* _WORK REQUIRED_
However many lines the data holds, transcribe them all exactly.

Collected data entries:

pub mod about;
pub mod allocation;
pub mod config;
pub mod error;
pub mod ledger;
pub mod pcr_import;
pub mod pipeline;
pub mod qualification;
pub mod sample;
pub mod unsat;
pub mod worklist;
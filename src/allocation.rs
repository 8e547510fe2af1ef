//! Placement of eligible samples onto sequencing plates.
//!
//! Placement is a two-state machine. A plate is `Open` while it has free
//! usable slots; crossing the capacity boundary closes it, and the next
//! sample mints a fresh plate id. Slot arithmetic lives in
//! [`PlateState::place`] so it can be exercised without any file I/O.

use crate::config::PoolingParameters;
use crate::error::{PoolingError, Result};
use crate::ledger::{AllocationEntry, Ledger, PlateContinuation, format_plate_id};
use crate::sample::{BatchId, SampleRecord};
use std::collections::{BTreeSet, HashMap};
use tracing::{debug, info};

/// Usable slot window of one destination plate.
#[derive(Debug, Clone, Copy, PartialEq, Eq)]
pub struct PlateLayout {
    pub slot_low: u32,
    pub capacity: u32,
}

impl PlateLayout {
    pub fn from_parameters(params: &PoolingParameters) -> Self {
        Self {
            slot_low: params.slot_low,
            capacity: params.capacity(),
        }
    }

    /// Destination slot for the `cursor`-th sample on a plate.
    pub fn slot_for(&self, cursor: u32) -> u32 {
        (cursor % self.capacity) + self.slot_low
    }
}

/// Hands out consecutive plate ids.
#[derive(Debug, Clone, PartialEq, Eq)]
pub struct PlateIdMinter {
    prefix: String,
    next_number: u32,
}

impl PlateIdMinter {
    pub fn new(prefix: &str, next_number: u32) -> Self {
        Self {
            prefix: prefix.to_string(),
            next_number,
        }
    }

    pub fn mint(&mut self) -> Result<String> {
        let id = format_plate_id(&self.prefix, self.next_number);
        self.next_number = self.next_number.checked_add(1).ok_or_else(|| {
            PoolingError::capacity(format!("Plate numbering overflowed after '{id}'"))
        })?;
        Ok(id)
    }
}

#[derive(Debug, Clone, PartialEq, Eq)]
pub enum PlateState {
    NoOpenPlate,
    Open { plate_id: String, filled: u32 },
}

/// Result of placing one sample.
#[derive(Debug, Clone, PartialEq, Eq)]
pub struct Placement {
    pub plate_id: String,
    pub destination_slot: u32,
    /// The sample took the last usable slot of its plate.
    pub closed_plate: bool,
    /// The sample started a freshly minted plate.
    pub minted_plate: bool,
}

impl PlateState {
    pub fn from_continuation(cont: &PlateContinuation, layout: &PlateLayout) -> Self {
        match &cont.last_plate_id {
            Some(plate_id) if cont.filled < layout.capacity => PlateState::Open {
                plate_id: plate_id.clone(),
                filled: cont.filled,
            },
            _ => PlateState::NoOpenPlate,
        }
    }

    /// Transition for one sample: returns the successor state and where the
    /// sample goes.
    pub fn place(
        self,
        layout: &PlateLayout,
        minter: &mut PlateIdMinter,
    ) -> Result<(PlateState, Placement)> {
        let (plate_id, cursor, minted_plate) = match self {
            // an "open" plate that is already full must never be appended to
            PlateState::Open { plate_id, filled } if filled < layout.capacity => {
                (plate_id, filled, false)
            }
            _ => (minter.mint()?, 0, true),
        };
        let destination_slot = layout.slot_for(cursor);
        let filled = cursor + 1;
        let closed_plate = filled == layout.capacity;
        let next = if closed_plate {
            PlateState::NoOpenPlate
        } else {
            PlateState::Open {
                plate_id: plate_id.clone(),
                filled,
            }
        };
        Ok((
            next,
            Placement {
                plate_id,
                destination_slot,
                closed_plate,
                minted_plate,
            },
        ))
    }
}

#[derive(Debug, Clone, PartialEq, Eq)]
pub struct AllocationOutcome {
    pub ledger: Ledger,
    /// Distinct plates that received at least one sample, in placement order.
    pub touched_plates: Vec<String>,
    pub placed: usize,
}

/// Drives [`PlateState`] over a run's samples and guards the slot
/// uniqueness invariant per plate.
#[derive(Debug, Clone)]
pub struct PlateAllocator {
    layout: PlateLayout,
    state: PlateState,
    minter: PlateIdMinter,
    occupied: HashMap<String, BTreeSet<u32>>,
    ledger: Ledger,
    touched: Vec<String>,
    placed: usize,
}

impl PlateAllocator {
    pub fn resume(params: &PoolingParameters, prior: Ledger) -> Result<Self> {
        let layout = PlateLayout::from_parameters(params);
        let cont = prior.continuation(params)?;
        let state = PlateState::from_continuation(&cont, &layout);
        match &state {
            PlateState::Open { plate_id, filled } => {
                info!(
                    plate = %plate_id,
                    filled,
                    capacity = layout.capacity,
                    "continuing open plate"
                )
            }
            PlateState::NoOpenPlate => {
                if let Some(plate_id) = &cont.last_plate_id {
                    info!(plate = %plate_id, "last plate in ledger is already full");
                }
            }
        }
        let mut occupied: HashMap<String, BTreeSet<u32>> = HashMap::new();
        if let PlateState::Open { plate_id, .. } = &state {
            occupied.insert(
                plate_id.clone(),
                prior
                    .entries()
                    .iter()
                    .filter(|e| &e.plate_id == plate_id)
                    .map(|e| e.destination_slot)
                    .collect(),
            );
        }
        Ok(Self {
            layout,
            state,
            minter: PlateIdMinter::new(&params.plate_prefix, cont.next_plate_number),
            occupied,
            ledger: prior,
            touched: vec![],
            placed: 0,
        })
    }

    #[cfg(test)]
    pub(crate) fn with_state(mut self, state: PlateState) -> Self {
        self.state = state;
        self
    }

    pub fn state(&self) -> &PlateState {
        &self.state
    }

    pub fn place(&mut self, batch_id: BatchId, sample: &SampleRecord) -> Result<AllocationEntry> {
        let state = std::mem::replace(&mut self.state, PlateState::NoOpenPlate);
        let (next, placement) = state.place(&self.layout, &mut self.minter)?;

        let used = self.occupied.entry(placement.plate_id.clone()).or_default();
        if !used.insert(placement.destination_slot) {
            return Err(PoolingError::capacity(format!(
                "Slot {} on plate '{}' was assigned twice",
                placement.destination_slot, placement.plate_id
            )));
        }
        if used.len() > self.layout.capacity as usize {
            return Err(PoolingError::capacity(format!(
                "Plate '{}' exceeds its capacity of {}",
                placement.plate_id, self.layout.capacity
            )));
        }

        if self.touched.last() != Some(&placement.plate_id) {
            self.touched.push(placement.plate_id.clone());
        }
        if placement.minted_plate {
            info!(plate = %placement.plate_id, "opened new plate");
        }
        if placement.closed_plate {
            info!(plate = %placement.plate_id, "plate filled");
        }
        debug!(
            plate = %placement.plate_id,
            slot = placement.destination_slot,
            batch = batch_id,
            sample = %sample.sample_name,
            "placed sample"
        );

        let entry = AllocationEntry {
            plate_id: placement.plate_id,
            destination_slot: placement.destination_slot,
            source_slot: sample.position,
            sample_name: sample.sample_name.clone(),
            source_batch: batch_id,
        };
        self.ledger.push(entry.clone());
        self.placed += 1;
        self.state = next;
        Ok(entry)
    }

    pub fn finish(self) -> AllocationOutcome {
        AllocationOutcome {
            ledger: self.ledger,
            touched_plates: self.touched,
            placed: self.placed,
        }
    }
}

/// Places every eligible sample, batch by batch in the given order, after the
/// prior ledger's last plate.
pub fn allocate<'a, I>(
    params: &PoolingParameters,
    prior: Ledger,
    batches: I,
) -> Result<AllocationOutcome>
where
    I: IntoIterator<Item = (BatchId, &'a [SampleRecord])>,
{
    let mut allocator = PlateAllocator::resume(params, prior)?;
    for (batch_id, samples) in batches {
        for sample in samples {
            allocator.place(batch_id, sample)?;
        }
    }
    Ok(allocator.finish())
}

* _WRITTEN SOLUTION_
pub mod about;
pub mod allocation;
pub mod config;
pub mod error;
pub mod ledger;
pub mod pcr_import;
pub mod pipeline;
pub mod qualification;
pub mod sample;
pub mod unsat;
pub mod worklist;
filename src/allocation.rs
repository 8e547510fe2af1ef
//! Placement of eligible samples onto sequencing plates.
//!
//! Placement is a two-state machine. A plate is `Open` while it has free
//! usable slots; crossing the capacity boundary closes it, and the next
//! sample mints a fresh plate id. Slot arithmetic lives in
//! [`PlateState::place`] so it can be exercised without any file I/O.

use crate::config::PoolingParameters;
use crate::error::{PoolingError, Result};
use crate::ledger::{AllocationEntry, Ledger, PlateContinuation, format_plate_id};
use crate::sample::{BatchId, SampleRecord};
use std::collections::{BTreeSet, HashMap};
use tracing::{debug, info};

/// Usable slot window of one destination plate.
#[derive(Debug, Clone, Copy, PartialEq, Eq)]
pub struct PlateLayout {
    pub slot_low: u32,
    pub capacity: u32,
}

impl PlateLayout {
    pub fn from_parameters(params: &PoolingParameters) -> Self {
        Self {
            slot_low: params.slot_low,
            capacity: params.capacity(),
        }
    }

    /// Destination slot for the `cursor`-th sample on a plate.
    pub fn slot_for(&self, cursor: u32) -> u32 {
        (cursor % self.capacity) + self.slot_low
    }
}

/// Hands out consecutive plate ids.
#[derive(Debug, Clone, PartialEq, Eq)]
pub struct PlateIdMinter {
    prefix: String,
    next_number: u32,
}

impl PlateIdMinter {
    pub fn new(prefix: &str, next_number: u32) -> Self {
        Self {
            prefix: prefix.to_string(),
            next_number,
        }
    }

    pub fn mint(&mut self) -> Result<String> {
        let id = format_plate_id(&self.prefix, self.next_number);
        self.next_number = self.next_number.checked_add(1).ok_or_else(|| {
            PoolingError::capacity(format!("Plate numbering overflowed after '{id}'"))
        })?;
        Ok(id)
    }
}

#[derive(Debug, Clone, PartialEq, Eq)]
pub enum PlateState {
    NoOpenPlate,
    Open { plate_id: String, filled: u32 },
}

/// Result of placing one sample.
#[derive(Debug, Clone, PartialEq, Eq)]
pub struct Placement {
    pub plate_id: String,
    pub destination_slot: u32,
    /// The sample took the last usable slot of its plate.
    pub closed_plate: bool,
    /// The sample started a freshly minted plate.
    pub minted_plate: bool,
}

impl PlateState {
    pub fn from_continuation(cont: &PlateContinuation, layout: &PlateLayout) -> Self {
        match &cont.last_plate_id {
            Some(plate_id) if cont.filled < layout.capacity => PlateState::Open {
                plate_id: plate_id.clone(),
                filled: cont.filled,
            },
            _ => PlateState::NoOpenPlate,
        }
    }

    /// Transition for one sample: returns the successor state and where the
    /// sample goes.
    pub fn place(
        self,
        layout: &PlateLayout,
        minter: &mut PlateIdMinter,
    ) -> Result<(PlateState, Placement)> {
        let (plate_id, cursor, minted_plate) = match self {
            // an "open" plate that is already full must never be appended to
            PlateState::Open { plate_id, filled } if filled < layout.capacity => {
                (plate_id, filled, false)
            }
            _ => (minter.mint()?, 0, true),
        };
        let destination_slot = layout.slot_for(cursor);
        let filled = cursor + 1;
        let closed_plate = filled == layout.capacity;
        let next = if closed_plate {
            PlateState::NoOpenPlate
        } else {
            PlateState::Open {
                plate_id: plate_id.clone(),
                filled,
            }
        };
        Ok((
            next,
            Placement {
                plate_id,
                destination_slot,
                closed_plate,
                minted_plate,
            },
        ))
    }
}

#[derive(Debug, Clone, PartialEq, Eq)]
pub struct AllocationOutcome {
    pub ledger: Ledger,
    /// Distinct plates that received at least one sample, in placement order.
    pub touched_plates: Vec<String>,
    pub placed: usize,
}

/// Drives [`PlateState`] over a run's samples and guards the slot
/// uniqueness invariant per plate.
#[derive(Debug, Clone)]
pub struct PlateAllocator {
    layout: PlateLayout,
    state: PlateState,
    minter: PlateIdMinter,
    occupied: HashMap<String, BTreeSet<u32>>,
    ledger: Ledger,
    touched: Vec<String>,
    placed: usize,
}

impl PlateAllocator {
    pub fn resume(params: &PoolingParameters, prior: Ledger) -> Result<Self> {
        let layout = PlateLayout::from_parameters(params);
        let cont = prior.continuation(params)?;
        let state = PlateState::from_continuation(&cont, &layout);
        match &state {
            PlateState::Open { plate_id, filled } => {
                info!(
                    plate = %plate_id,
                    filled,
                    capacity = layout.capacity,
                    "continuing open plate"
                )
            }
            PlateState::NoOpenPlate => {
                if let Some(plate_id) = &cont.last_plate_id {
                    info!(plate = %plate_id, "last plate in ledger is already full");
                }
            }
        }
        let mut occupied: HashMap<String, BTreeSet<u32>> = HashMap::new();
        if let PlateState::Open { plate_id, .. } = &state {
            occupied.insert(
                plate_id.clone(),
                prior
                    .entries()
                    .iter()
                    .filter(|e| &e.plate_id == plate_id)
                    .map(|e| e.destination_slot)
                    .collect(),
            );
        }
        Ok(Self {
            layout,
            state,
            minter: PlateIdMinter::new(&params.plate_prefix, cont.next_plate_number),
            occupied,
            ledger: prior,
            touched: vec![],
            placed: 0,
        })
    }

    #[cfg(test)]
    pub(crate) fn with_state(mut self, state: PlateState) -> Self {
        self.state = state;
        self
    }

    pub fn state(&self) -> &PlateState {
        &self.state
    }

    pub fn place(&mut self, batch_id: BatchId, sample: &SampleRecord) -> Result<AllocationEntry> {
        let state = std::mem::replace(&mut self.state, PlateState::NoOpenPlate);
        let (next, placement) = state.place(&self.layout, &mut self.minter)?;

        let used = self.occupied.entry(placement.plate_id.clone()).or_default();
        if !used.insert(placement.destination_slot) {
            return Err(PoolingError::capacity(format!(
                "Slot {} on plate '{}' was assigned twice",
                placement.destination_slot, placement.plate_id
            )));
        }
        if used.len() > self.layout.capacity as usize {
            return Err(PoolingError::capacity(format!(
                "Plate '{}' exceeds its capacity of {}",
                placement.plate_id, self.layout.capacity
            )));
        }

        if self.touched.last() != Some(&placement.plate_id) {
            self.touched.push(placement.plate_id.clone());
        }
        if placement.minted_plate {
            info!(plate = %placement.plate_id, "opened new plate");
        }
        if placement.closed_plate {
            info!(plate = %placement.plate_id, "plate filled");
        }
        debug!(
            plate = %placement.plate_id,
            slot = placement.destination_slot,
            batch = batch_id,
            sample = %sample.sample_name,
            "placed sample"
        );

        let entry = AllocationEntry {
            plate_id: placement.plate_id,
            destination_slot: placement.destination_slot,
            source_slot: sample.position,
            sample_name: sample.sample_name.clone(),
            source_batch: batch_id,
        };
        self.ledger.push(entry.clone());
        self.placed += 1;
        self.state = next;
        Ok(entry)
    }

    pub fn finish(self) -> AllocationOutcome {
        AllocationOutcome {
            ledger: self.ledger,
            touched_plates: self.touched,
            placed: self.placed,
        }
    }
}

/// Places every eligible sample, batch by batch in the given order, after the
/// prior ledger's last plate.
pub fn allocate<'a, I>(
    params: &PoolingParameters,
    prior: Ledger,
    batches: I,
) -> Result<AllocationOutcome>
where
    I: IntoIterator<Item = (BatchId, &'a [SampleRecord])>,
{
    let mut allocator = PlateAllocator::resume(params, prior)?;
    for (batch_id, samples) in batches {
        for sample in samples {
            allocator.place(batch_id, sample)?;
        }
    }
    Ok(allocator.finish())
}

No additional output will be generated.